Roughly the size of a credit card, BinaxNOW tests are self-contained and require no special equipment in order to process samples or read test results, although they still must be administered by a medical professional.
As with traditional COVID-19 tests, a nasal swab is required to obtain a sample from the patient for testing. Unlike PCR tests, which must be submitted to a lab for processing and the results of which take several days to be reported, BinaxNOW detects antigens (proteins found on the surface of the COVID-19 virus), instead of the virus itself.
The U.S. government has already agreed to purchase 150 million of these rapid tests from Abbott, which will start shipping tens of millions of tests in September, and plans to ramp up production to supply 50 million tests per month at the beginning of October.
Abbott’s clinical study, conducted with several leading U.S. research universities, showed the BinaxNOW COVID-19 Ag Card to have a 97.1-percent sensitivity (meaning that it produces positive results in the presence of the COVID-19 antigen) and 98.5-percent specificity (meaning that it produces negative results when the antigen is not present).
Accordingly, this test can be expected to produce 2.9-percent false negatives and 1.5-percent false positives—meaning that it’s not infallible, but should still go a long way towards identifying and isolating carriers of the virus from the general population.
Under the FDA’s EUA, the BinaxNOW COVID-19 Ag Card can be used only by medical professionals—including doctors, nurses, school nurses, medical assistants and technicians, pharmacists, employer occupational health specialists, etc.—in point-of-care settings operating under CLIA (Clinical Laboratory Improvement Amendments) approval.
While there aren’t currently enough rapid tests to make them widely accessible to travelers or to test everyone passing through U.S. airports, just the notion that a more readily-available, reliable, cheaper and faster testing option is becoming a reality caused airline stocks to shoot upward last week, according to One Mile at a Time.

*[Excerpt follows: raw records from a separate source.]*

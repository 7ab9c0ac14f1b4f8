pub mod import;
pub mod extraction;
pub mod metadata;
pub mod processor;
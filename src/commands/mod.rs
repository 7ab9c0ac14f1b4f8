pub mod ingest;
pub mod report;
pub mod search;

use serde::Serialize;

use crate::config::Config;
use crate::db::repository::DocumentRepository;

/// Result of `init`: where the database lives and what it holds.
#[derive(Debug, Clone, Serialize)]
pub struct DatabaseStatus {
    pub database_path: String,
    pub documents: i64,
}

/// Create the database file if needed and apply pending migrations.
pub fn init_database(config: &Config) -> Result<DatabaseStatus, String> {
    let repository = DocumentRepository::new(&config.database_path);
    repository
        .initialize()
        .map_err(|e| format!("Database error: {e}"))?;
    let documents = repository
        .count()
        .map_err(|e| format!("Database error: {e}"))?;

    tracing::info!(
        path = %config.database_path.display(),
        documents,
        "Database initialised"
    );
    Ok(DatabaseStatus {
        database_path: config.database_path.display().to_string(),
        documents,
    })
}

/// Repository for read commands. The schema is brought up to date first so
/// queries against a fresh path return empty results instead of errors.
pub(crate) fn open_repository(config: &Config) -> Result<DocumentRepository, String> {
    let repository = DocumentRepository::new(&config.database_path);
    repository
        .initialize()
        .map_err(|e| format!("Database error: {e}"))?;
    Ok(repository)
}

Abbott is simultaneously releasing NAVICA mobile app, available on both Apple and Android platforms at no charge to patients, that will enable them to display their results when entering certain facilities that require proof of a negative test. The first-of-its-kind app will provide those who test negative with a QR code that serves as a temporary digital health pass, which expires after an interim determined by the organizations that accept it.
"While BinaxNOW is the hardware that makes knowing your COVID-19 status possible, the NAVICA app is the digital network that allows people to share that information with those who need to know," said Robert B. Ford, president and chief executive officer of Abbott. "We're taking our know-how from our digitally-connected medical devices and applying it to our diagnostics at a time when people expect their health information to be digital and readily accessible."